- Work instruction:
Report back every line in the data that includes the string "font".

- Data shown:
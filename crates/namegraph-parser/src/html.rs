//! Paragraph text from (X)HTML content parts

use once_cell::sync::Lazy;
use scraper::{Html, Selector};

static PARAGRAPH: Lazy<Selector> = Lazy::new(|| Selector::parse("p").expect("paragraph selector"));

/// Trimmed text of every `<p>` element, in document order.
///
/// Nested markup is dropped and character references are decoded. Comments
/// and script content are not text. Empty paragraphs are kept as empty
/// strings.
pub fn extract_paragraphs(markup: &str) -> Vec<String> {
    let document = Html::parse_document(markup);
    document
        .select(&PARAGRAPH)
        .map(|paragraph| paragraph.text().collect::<String>().trim().to_string())
        .collect()
}
//! Health check handlers

use crate::state::AppState;
use axum::{extract::State, response::IntoResponse, Json};
use serde::Serialize;
use std::sync::Arc;

/// Health check response
#[derive(Serialize)]
pub struct HealthResponse {
    pub status: String,
    pub version: String,
    pub uptime_secs: u64,
    pub build_info: BuildInfo,
}

#[derive(Serialize)]
pub struct BuildInfo {
    pub name: String,
    pub rust_version: String,
}

/// Liveness probe - basic health check
pub async fn health_check(State(state): State<Arc<AppState>>) -> impl IntoResponse {
    Json(HealthResponse {
        status: "ok".to_string(),
        version: env!("CARGO_PKG_VERSION").to_string(),
        uptime_secs: state.uptime_secs(),
        build_info: BuildInfo {
            name: env!("CARGO_PKG_NAME").to_string(),
            rust_version: "1.75+".to_string(),
        },
    })
}
//! Dashboard page
//!
//! A single HTML page with one Cytoscape.js panel per segment level and the
//! hover readout below them. Graph data is fetched from the JSON endpoints.
//! The page owns its hover state; the server only formats it.

use namegraph_core::{DashboardConfig, SegmentLevel};

const TEMPLATE: &str = r##"<!DOCTYPE html>
<html lang="en">
<head>
<meta charset="utf-8">
<title>{{TITLE}}</title>
<script src="{{SCRIPT_SRC}}"></script>
<style>
  body { font-family: sans-serif; margin: 0 20px; }
  h1, h3 { text-align: center; }
  h1 { padding: 10px; }
  .network { width: 100%; height: 500px; border: 1px solid #ddd; }
  .panel { margin-bottom: 30px; }
  #hover-data, #edge-hover-data { padding: 10px; font-size: 16px; }
  #edge-hover-data { color: gray; }
</style>
</head>
<body>
<h1>{{TITLE}}</h1>
{{PANELS}}
<div id="hover-data"></div>
<div id="edge-hover-data"></div>
<script>
const hoverState = { node: null, edge: null };
let hoverSeq = 0;
let shownSeq = 0;

function showReadout(readout) {
  document.getElementById("hover-data").textContent = readout.node_info;
  document.getElementById("edge-hover-data").textContent = readout.edge_info;
}

// Requests carry the whole state; only the newest reply is shown.
function sendHover(element, event) {
  hoverState[element] = event;
  const seq = ++hoverSeq;
  const events = [hoverState.node, hoverState.edge].filter((e) => e !== null);
  fetch("/api/v1/hover", {
    method: "POST",
    headers: { "Content-Type": "application/json" },
    body: JSON.stringify({ seq: seq, events: events }),
  })
    .then((response) => response.json())
    .then((reply) => {
      if (reply.seq < shownSeq) {
        return;
      }
      shownSeq = reply.seq;
      showReadout(reply.readout);
    });
}

function mount(level) {
  fetch("/api/v1/graphs/" + level)
    .then((response) => response.json())
    .then((graph) => {
      const cy = cytoscape({
        container: document.getElementById("cytoscape-" + level + "-network"),
        elements: graph.elements,
        style: graph.stylesheet,
        layout: { name: "cose" },
      });
      cy.on("mouseover", "node", (evt) =>
        sendHover("node", { kind: "node", level: level, label: evt.target.data("label") }));
      cy.on("mouseover", "edge", (evt) =>
        sendHover("edge", {
          kind: "edge",
          level: level,
          source: evt.target.data("source"),
          target: evt.target.data("target"),
          weight: evt.target.data("weight"),
        }));
      cy.on("mouseout", "node", () => sendHover("node", { kind: "leave", element: "node" }));
      cy.on("mouseout", "edge", () => sendHover("edge", { kind: "leave", element: "edge" }));
    });
}

fetch("/api/v1/hover").then((response) => response.json()).then(showReadout);
{{MOUNTS}}
</script>
</body>
</html>
"##;

/// Panel heading for a level
pub fn heading(level: SegmentLevel) -> &'static str {
    match level {
        SegmentLevel::Sentence => "Sentence-Level Co-Occurrence",
        SegmentLevel::Paragraph => "Paragraph-Level Co-Occurrence Network",
    }
}

/// Render the page
pub fn render_dashboard(dashboard: &DashboardConfig) -> String {
    let panels: String = SegmentLevel::ALL
        .iter()
        .map(|level| {
            format!(
                "<div class=\"panel\">\n<h3>{}</h3>\n<div id=\"cytoscape-{}-network\" class=\"network\"></div>\n</div>\n",
                heading(*level),
                level.as_str()
            )
        })
        .collect();
    let mounts: String = SegmentLevel::ALL
        .iter()
        .map(|level| format!("mount(\"{}\");\n", level.as_str()))
        .collect();

    TEMPLATE
        .replace("{{TITLE}}", &escape_html(&dashboard.title))
        .replace("{{SCRIPT_SRC}}", &escape_html(&dashboard.script_src))
        .replace("{{PANELS}}", &panels)
        .replace("{{MOUNTS}}", &mounts)
}

fn escape_html(text: &str) -> String {
    text.replace('&', "&amp;")
        .replace('<', "&lt;")
        .replace('>', "&gt;")
        .replace('"', "&quot;")
}
//! Dashboard page handler

use crate::state::AppState;
use axum::{extract::State, response::Html};
use std::sync::Arc;

/// The dashboard page
pub async fn index(State(state): State<Arc<AppState>>) -> Html<String> {
    Html(state.dashboard_html.clone())
}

- Solution for this exercise:
  body { font-family: sans-serif; margin: 0 20px; }
  #hover-data, #edge-hover-data { padding: 10px; font-size: 16px; }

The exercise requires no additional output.